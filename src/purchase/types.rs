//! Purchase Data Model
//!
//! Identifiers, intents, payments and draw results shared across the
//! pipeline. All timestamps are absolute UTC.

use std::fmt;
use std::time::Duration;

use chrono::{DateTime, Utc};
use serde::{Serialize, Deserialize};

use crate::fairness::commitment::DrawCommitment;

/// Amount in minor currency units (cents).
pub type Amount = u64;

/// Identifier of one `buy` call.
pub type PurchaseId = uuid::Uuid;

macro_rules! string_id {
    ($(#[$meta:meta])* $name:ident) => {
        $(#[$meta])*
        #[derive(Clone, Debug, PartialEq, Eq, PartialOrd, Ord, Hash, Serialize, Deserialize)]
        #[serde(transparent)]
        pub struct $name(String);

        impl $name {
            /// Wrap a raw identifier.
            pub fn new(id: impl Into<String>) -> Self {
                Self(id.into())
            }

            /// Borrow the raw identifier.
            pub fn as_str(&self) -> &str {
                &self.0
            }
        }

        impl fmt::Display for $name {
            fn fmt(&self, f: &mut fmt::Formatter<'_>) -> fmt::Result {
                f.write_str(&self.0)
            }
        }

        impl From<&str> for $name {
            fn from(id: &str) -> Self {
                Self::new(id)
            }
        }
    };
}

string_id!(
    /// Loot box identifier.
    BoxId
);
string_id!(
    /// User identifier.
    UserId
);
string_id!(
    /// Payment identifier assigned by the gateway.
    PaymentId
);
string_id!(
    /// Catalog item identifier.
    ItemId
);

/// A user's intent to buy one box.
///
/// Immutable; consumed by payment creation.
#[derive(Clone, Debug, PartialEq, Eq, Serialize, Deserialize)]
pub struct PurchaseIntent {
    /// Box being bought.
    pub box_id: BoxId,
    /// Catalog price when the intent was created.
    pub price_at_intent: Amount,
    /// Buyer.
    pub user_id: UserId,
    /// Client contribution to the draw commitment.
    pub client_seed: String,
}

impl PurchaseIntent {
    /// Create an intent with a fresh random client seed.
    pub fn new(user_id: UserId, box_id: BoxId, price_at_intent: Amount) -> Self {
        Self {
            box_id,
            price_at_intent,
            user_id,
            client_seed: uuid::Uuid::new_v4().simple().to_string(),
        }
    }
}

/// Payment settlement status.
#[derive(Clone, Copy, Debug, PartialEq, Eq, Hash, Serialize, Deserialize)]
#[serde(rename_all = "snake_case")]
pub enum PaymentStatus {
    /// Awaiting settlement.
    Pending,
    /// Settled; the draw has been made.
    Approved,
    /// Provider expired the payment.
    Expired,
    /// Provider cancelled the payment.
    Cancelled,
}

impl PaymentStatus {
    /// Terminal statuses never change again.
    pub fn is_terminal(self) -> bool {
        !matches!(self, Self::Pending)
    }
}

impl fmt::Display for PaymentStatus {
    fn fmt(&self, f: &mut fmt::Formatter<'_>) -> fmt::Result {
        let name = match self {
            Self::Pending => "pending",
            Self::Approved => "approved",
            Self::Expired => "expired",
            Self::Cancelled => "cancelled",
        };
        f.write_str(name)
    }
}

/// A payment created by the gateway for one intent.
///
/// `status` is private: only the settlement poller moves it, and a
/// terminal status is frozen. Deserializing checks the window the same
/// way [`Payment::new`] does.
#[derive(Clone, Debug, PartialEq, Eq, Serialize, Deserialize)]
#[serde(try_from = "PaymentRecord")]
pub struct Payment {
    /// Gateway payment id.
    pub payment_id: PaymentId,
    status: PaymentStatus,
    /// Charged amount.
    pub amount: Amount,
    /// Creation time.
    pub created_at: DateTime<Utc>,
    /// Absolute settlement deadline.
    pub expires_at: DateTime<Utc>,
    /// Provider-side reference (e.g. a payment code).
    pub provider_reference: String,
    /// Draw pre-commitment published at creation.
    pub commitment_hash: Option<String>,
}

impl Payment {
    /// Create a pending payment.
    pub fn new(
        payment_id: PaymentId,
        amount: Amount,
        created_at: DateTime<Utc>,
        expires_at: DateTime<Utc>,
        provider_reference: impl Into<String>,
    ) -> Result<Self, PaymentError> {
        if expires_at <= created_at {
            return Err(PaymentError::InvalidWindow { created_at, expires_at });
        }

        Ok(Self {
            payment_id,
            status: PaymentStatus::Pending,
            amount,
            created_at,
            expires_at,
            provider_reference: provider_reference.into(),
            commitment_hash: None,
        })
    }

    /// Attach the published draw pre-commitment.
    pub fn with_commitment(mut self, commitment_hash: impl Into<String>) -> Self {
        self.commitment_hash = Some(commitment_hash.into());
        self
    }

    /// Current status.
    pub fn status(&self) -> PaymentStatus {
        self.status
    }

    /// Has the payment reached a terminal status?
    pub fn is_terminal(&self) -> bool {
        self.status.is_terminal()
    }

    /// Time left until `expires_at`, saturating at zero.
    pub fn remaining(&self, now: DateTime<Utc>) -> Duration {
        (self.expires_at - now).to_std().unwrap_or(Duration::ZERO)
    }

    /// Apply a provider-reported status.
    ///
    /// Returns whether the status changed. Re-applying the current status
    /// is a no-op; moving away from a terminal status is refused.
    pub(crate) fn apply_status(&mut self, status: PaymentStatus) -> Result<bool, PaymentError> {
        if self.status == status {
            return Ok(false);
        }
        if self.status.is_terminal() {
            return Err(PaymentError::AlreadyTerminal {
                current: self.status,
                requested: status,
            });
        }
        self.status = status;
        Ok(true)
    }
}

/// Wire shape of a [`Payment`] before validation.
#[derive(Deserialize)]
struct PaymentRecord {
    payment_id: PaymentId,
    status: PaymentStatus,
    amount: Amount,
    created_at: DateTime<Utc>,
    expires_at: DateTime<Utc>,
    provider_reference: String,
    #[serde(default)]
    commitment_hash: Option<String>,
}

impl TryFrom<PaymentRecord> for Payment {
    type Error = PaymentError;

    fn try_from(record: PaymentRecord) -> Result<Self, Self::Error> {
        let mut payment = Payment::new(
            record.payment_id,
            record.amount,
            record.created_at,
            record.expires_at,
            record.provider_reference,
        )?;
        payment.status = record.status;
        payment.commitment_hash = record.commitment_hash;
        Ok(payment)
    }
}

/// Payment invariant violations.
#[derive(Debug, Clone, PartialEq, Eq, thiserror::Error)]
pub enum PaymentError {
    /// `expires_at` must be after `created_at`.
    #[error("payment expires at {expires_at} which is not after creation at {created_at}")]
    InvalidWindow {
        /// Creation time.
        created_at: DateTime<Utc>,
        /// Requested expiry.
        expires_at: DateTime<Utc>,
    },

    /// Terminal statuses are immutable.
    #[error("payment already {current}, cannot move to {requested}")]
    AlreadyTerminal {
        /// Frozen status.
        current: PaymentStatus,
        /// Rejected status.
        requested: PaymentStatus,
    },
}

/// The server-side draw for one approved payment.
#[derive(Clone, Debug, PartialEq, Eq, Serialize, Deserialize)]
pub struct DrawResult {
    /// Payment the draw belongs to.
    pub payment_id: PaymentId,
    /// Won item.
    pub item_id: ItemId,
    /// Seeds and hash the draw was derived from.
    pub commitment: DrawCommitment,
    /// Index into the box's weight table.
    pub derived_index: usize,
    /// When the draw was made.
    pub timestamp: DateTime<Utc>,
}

* * * * *

▸ TASK TO COMPLETE
The answer must be the full data, repeated word for word.

▸ YOUR SOLUTION
filename src/purchase/types.rs
//! Purchase Data Model
//!
//! Identifiers, intents, payments and draw results shared across the
//! pipeline. All timestamps are absolute UTC.

use std::fmt;
use std::time::Duration;

use chrono::{DateTime, Utc};
use serde::{Serialize, Deserialize};

use crate::fairness::commitment::DrawCommitment;

/// Amount in minor currency units (cents).
pub type Amount = u64;

/// Identifier of one `buy` call.
pub type PurchaseId = uuid::Uuid;

macro_rules! string_id {
    ($(#[$meta:meta])* $name:ident) => {
        $(#[$meta])*
        #[derive(Clone, Debug, PartialEq, Eq, PartialOrd, Ord, Hash, Serialize, Deserialize)]
        #[serde(transparent)]
        pub struct $name(String);

        impl $name {
            /// Wrap a raw identifier.
            pub fn new(id: impl Into<String>) -> Self {
                Self(id.into())
            }

            /// Borrow the raw identifier.
            pub fn as_str(&self) -> &str {
                &self.0
            }
        }

        impl fmt::Display for $name {
            fn fmt(&self, f: &mut fmt::Formatter<'_>) -> fmt::Result {
                f.write_str(&self.0)
            }
        }

        impl From<&str> for $name {
            fn from(id: &str) -> Self {
                Self::new(id)
            }
        }
    };
}

string_id!(
    /// Loot box identifier.
    BoxId
);
string_id!(
    /// User identifier.
    UserId
);
string_id!(
    /// Payment identifier assigned by the gateway.
    PaymentId
);
string_id!(
    /// Catalog item identifier.
    ItemId
);

/// A user's intent to buy one box.
///
/// Immutable; consumed by payment creation.
#[derive(Clone, Debug, PartialEq, Eq, Serialize, Deserialize)]
pub struct PurchaseIntent {
    /// Box being bought.
    pub box_id: BoxId,
    /// Catalog price when the intent was created.
    pub price_at_intent: Amount,
    /// Buyer.
    pub user_id: UserId,
    /// Client contribution to the draw commitment.
    pub client_seed: String,
}

impl PurchaseIntent {
    /// Create an intent with a fresh random client seed.
    pub fn new(user_id: UserId, box_id: BoxId, price_at_intent: Amount) -> Self {
        Self {
            box_id,
            price_at_intent,
            user_id,
            client_seed: uuid::Uuid::new_v4().simple().to_string(),
        }
    }
}

/// Payment settlement status.
#[derive(Clone, Copy, Debug, PartialEq, Eq, Hash, Serialize, Deserialize)]
#[serde(rename_all = "snake_case")]
pub enum PaymentStatus {
    /// Awaiting settlement.
    Pending,
    /// Settled; the draw has been made.
    Approved,
    /// Provider expired the payment.
    Expired,
    /// Provider cancelled the payment.
    Cancelled,
}

impl PaymentStatus {
    /// Terminal statuses never change again.
    pub fn is_terminal(self) -> bool {
        !matches!(self, Self::Pending)
    }
}

impl fmt::Display for PaymentStatus {
    fn fmt(&self, f: &mut fmt::Formatter<'_>) -> fmt::Result {
        let name = match self {
            Self::Pending => "pending",
            Self::Approved => "approved",
            Self::Expired => "expired",
            Self::Cancelled => "cancelled",
        };
        f.write_str(name)
    }
}

/// A payment created by the gateway for one intent.
///
/// `status` is private: only the settlement poller moves it, and a
/// terminal status is frozen. Deserializing checks the window the same
/// way [`Payment::new`] does.
#[derive(Clone, Debug, PartialEq, Eq, Serialize, Deserialize)]
#[serde(try_from = "PaymentRecord")]
pub struct Payment {
    /// Gateway payment id.
    pub payment_id: PaymentId,
    status: PaymentStatus,
    /// Charged amount.
    pub amount: Amount,
    /// Creation time.
    pub created_at: DateTime<Utc>,
    /// Absolute settlement deadline.
    pub expires_at: DateTime<Utc>,
    /// Provider-side reference (e.g. a payment code).
    pub provider_reference: String,
    /// Draw pre-commitment published at creation.
    pub commitment_hash: Option<String>,
}

impl Payment {
    /// Create a pending payment.
    pub fn new(
        payment_id: PaymentId,
        amount: Amount,
        created_at: DateTime<Utc>,
        expires_at: DateTime<Utc>,
        provider_reference: impl Into<String>,
    ) -> Result<Self, PaymentError> {
        if expires_at <= created_at {
            return Err(PaymentError::InvalidWindow { created_at, expires_at });
        }

        Ok(Self {
            payment_id,
            status: PaymentStatus::Pending,
            amount,
            created_at,
            expires_at,
            provider_reference: provider_reference.into(),
            commitment_hash: None,
        })
    }

    /// Attach the published draw pre-commitment.
    pub fn with_commitment(mut self, commitment_hash: impl Into<String>) -> Self {
        self.commitment_hash = Some(commitment_hash.into());
        self
    }

    /// Current status.
    pub fn status(&self) -> PaymentStatus {
        self.status
    }

    /// Has the payment reached a terminal status?
    pub fn is_terminal(&self) -> bool {
        self.status.is_terminal()
    }

    /// Time left until `expires_at`, saturating at zero.
    pub fn remaining(&self, now: DateTime<Utc>) -> Duration {
        (self.expires_at - now).to_std().unwrap_or(Duration::ZERO)
    }

    /// Apply a provider-reported status.
    ///
    /// Returns whether the status changed. Re-applying the current status
    /// is a no-op; moving away from a terminal status is refused.
    pub(crate) fn apply_status(&mut self, status: PaymentStatus) -> Result<bool, PaymentError> {
        if self.status == status {
            return Ok(false);
        }
        if self.status.is_terminal() {
            return Err(PaymentError::AlreadyTerminal {
                current: self.status,
                requested: status,
            });
        }
        self.status = status;
        Ok(true)
    }
}

/// Wire shape of a [`Payment`] before validation.
#[derive(Deserialize)]
struct PaymentRecord {
    payment_id: PaymentId,
    status: PaymentStatus,
    amount: Amount,
    created_at: DateTime<Utc>,
    expires_at: DateTime<Utc>,
    provider_reference: String,
    #[serde(default)]
    commitment_hash: Option<String>,
}

impl TryFrom<PaymentRecord> for Payment {
    type Error = PaymentError;

    fn try_from(record: PaymentRecord) -> Result<Self, Self::Error> {
        let mut payment = Payment::new(
            record.payment_id,
            record.amount,
            record.created_at,
            record.expires_at,
            record.provider_reference,
        )?;
        payment.status = record.status;
        payment.commitment_hash = record.commitment_hash;
        Ok(payment)
    }
}

/// Payment invariant violations.
#[derive(Debug, Clone, PartialEq, Eq, thiserror::Error)]
pub enum PaymentError {
    /// `expires_at` must be after `created_at`.
    #[error("payment expires at {expires_at} which is not after creation at {created_at}")]
    InvalidWindow {
        /// Creation time.
        created_at: DateTime<Utc>,
        /// Requested expiry.
        expires_at: DateTime<Utc>,
    },

    /// Terminal statuses are immutable.
    #[error("payment already {current}, cannot move to {requested}")]
    AlreadyTerminal {
        /// Frozen status.
        current: PaymentStatus,
        /// Rejected status.
        requested: PaymentStatus,
    },
}

/// The server-side draw for one approved payment.
#[derive(Clone, Debug, PartialEq, Eq, Serialize, Deserialize)]
pub struct DrawResult {
    /// Payment the draw belongs to.
    pub payment_id: PaymentId,
    /// Won item.
    pub item_id: ItemId,
    /// Seeds and hash the draw was derived from.
    pub commitment: DrawCommitment,
    /// Index into the box's weight table.
    pub derived_index: usize,
    /// When the draw was made.
    pub timestamp: DateTime<Utc>,
}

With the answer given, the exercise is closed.